** Assignment **
From the records, return each line that has the word "panic" in it.

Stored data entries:
· · ·
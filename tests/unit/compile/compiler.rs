use kurbo::Shape as _;

use super::*;
use crate::{
    color::space::Color,
    foundation::error::BlobscapeError,
    scene::model::{AnimationIntent, BlendMode, Gradient, GradientKind},
};

fn scene() -> SceneConfig {
    let mut scene = SceneConfig::new(1000, 500);
    scene.base_color = BaseColor::Solid(Color::parse("#102030"));
    scene.noise_amount = 25.0;
    scene.shapes = vec![
        Shape::blob("a", 6, 30.0, 40.0, 50.0, Color::parse("#ff0000")).with_blur(20.0),
        Shape::circle("b", 70.0, 60.0, 20.0, Color::parse("#00ff00")).with_opacity(3.0),
        Shape::blob("c", 4, 50.0, 50.0, 10.0, Color::hsl(200.0, 50.0, 50.0))
            .with_blend(BlendMode::from("weird-mode".to_owned())),
    ];
    scene
}

#[test]
fn compiles_shapes_in_order() {
    let doc = compile_scene(&scene()).unwrap();
    assert_eq!(doc.shapes.len(), 3);
    let keys: Vec<_> = doc.shapes.iter().map(|s| s.key.as_str()).collect();
    assert_eq!(keys, ["a", "b", "c"]);
    assert_eq!(doc.background, Background::Solid(Color::parse("#102030").normalized()));
    assert_eq!(doc.noise.opacity, 0.25);
    assert_eq!(doc.noise.octaves, 3);
    assert!((doc.noise.base_frequency - 0.8).abs() < 1e-12);
}

#[test]
fn circle_radius_is_half_the_size() {
    let doc = compile_scene(&scene()).unwrap();
    match &doc.shapes[1].geometry {
        ShapeGeometry::Circle { center, radius } => {
            assert_eq!(*center, kurbo::Point::new(700.0, 300.0));
            assert_eq!(*radius, 50.0);
        }
        other => panic!("expected circle, got {other:?}"),
    }
    assert_eq!(doc.shapes[1].opacity, 1.0);
}

#[test]
fn blobs_are_centered_on_their_anchor() {
    let doc = compile_scene(&scene()).unwrap();
    let ShapeGeometry::Path(path) = &doc.shapes[0].geometry else {
        panic!("expected path");
    };
    let bbox = path.bounding_box();
    let c = bbox.center();
    assert!((c.x - 300.0).abs() < 1e-6, "{c:?}");
    assert!((c.y - 200.0).abs() < 1e-6, "{c:?}");
    assert!(bbox.width() > 100.0);
}

#[test]
fn blob_geometry_depends_only_on_id() {
    let a = compile_scene(&scene()).unwrap();
    let mut moved = scene();
    moved.shapes.remove(1);
    moved.shapes[0].x = 60.0;
    let b = compile_scene(&moved).unwrap();

    let (ShapeGeometry::Path(pa), ShapeGeometry::Path(pb)) =
        (&a.shapes[0].geometry, &b.shapes[0].geometry)
    else {
        panic!("expected paths");
    };
    let shift = pb.bounding_box().center() - pa.bounding_box().center();
    assert!((shift.x - 300.0).abs() < 1e-6);
    assert!(shift.y.abs() < 1e-6);
}

#[test]
fn blur_and_blend_pass_through() {
    let doc = compile_scene(&scene()).unwrap();
    assert_eq!(doc.shapes[0].blur, Some(20.0));
    assert_eq!(doc.shapes[0].filter_id().as_deref(), Some("blur-a"));
    assert_eq!(doc.shapes[1].blur, None);
    assert_eq!(doc.shapes[1].filter_id(), None);
    assert_eq!(doc.shapes[2].blend.as_str(), "weird-mode");
}

#[test]
fn no_motion_without_intent() {
    let doc = compile_scene(&scene()).unwrap();
    assert!(doc.shapes.iter().all(|s| s.motion.is_none()));
    assert!(doc.shapes.iter().all(|s| s.color_cycle.is_none()));
    assert!(doc.noise.shimmer_s.is_none());
}

#[test]
fn removing_a_later_shape_keeps_earlier_timing() {
    let mut full = scene();
    full.animation = AnimationIntent {
        enabled: true,
        speed: 1.0,
        flow: 0.5,
        pulse: 0.3,
        rotate: 0.2,
        color_cycle: true,
        color_cycle_speed: 1.0,
        noise_anim: 2.0,
    };
    let a = compile_scene(&full).unwrap();
    let mut shorter = full.clone();
    shorter.shapes.pop();
    let b = compile_scene(&shorter).unwrap();

    assert_eq!(a.shapes[..2], b.shapes[..]);
    assert_eq!(a.noise.shimmer_s, Some(0.5));
}

#[test]
fn invalid_scenes_are_rejected() {
    let mut bad = scene();
    bad.shapes.push(Shape::blob("d", 2, 0.0, 0.0, 10.0, Color::default()));
    assert!(matches!(
        compile_scene(&bad).unwrap_err(),
        BlobscapeError::Validation(_)
    ));

    let zero = SceneConfig::new(0, 100);
    assert!(matches!(
        compile_scene(&zero).unwrap_err(),
        BlobscapeError::Validation(_)
    ));
}

#[test]
fn non_finite_placement_is_rejected() {
    let c = Color::default();
    let cases = [
        Shape::blob("nan-x", 5, f64::NAN, 50.0, 20.0, c),
        Shape::blob("inf-y", 5, 50.0, f64::INFINITY, 20.0, c),
        Shape::circle("nan-size", 50.0, 50.0, f64::NAN, c),
    ];
    for shape in cases {
        let mut s = SceneConfig::new(100, 100);
        let id = shape.id.clone();
        s.shapes = vec![shape];
        match compile_scene(&s) {
            Err(BlobscapeError::Validation(msg)) => assert!(msg.contains(&id), "{msg}"),
            other => panic!("{id}: expected validation error, got {other:?}"),
        }
    }
}

#[test]
fn keys_are_sanitized_and_unique() {
    let mut s = SceneConfig::new(100, 100);
    let c = Color::default();
    s.shapes = vec![
        Shape::circle("a b", 50.0, 50.0, 10.0, c),
        Shape::circle("a_b", 50.0, 50.0, 10.0, c),
        Shape::circle("", 50.0, 50.0, 10.0, c),
        Shape::circle("a_b", 50.0, 50.0, 10.0, c),
    ];
    let doc = compile_scene(&s).unwrap();
    let keys: Vec<_> = doc.shapes.iter().map(|s| s.key.as_str()).collect();
    assert_eq!(keys, ["a_b", "a_b-1", "shape-2", "a_b-3"]);
}

#[test]
fn gradient_background_keeps_unknown_kind() {
    let mut s = SceneConfig::new(100, 100);
    s.base_color = BaseColor::Gradient(Gradient {
        kind: GradientKind::from("conic".to_owned()),
        color1: Color::parse("#000"),
        color2: Color::parse("#fff"),
        angle_degrees: None,
    });
    let doc = compile_scene(&s).unwrap();
    match doc.background {
        Background::Gradient {
            kind,
            angle_degrees,
            ..
        } => {
            assert_eq!(kind.as_str(), "conic");
            assert_eq!(angle_degrees, 0.0);
        }
        other => panic!("expected gradient, got {other:?}"),
    }
}

#[test]
fn noise_frequency_is_bounded() {
    assert!((noise_frequency(2.0) - 0.4).abs() < 1e-12);
    assert_eq!(noise_frequency(0.0), 4.0);
    assert_eq!(noise_frequency(-3.0), 4.0);
    assert!((noise_frequency(f64::NAN) - 0.8).abs() < 1e-12);
}

#[test]
fn sanitize_replaces_markup_characters() {
    assert_eq!(sanitize_id(r#"x"><script>"#), "x___script_");
    assert_eq!(sanitize_id("ok-id_9"), "ok-id_9");
}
· · ·
** Answer to the problem **
        other => panic!("expected circle, got {other:?}"),
        panic!("expected path");
        panic!("expected paths");
            other => panic!("{id}: expected validation error, got {other:?}"),
        other => panic!("expected gradient, got {other:?}"),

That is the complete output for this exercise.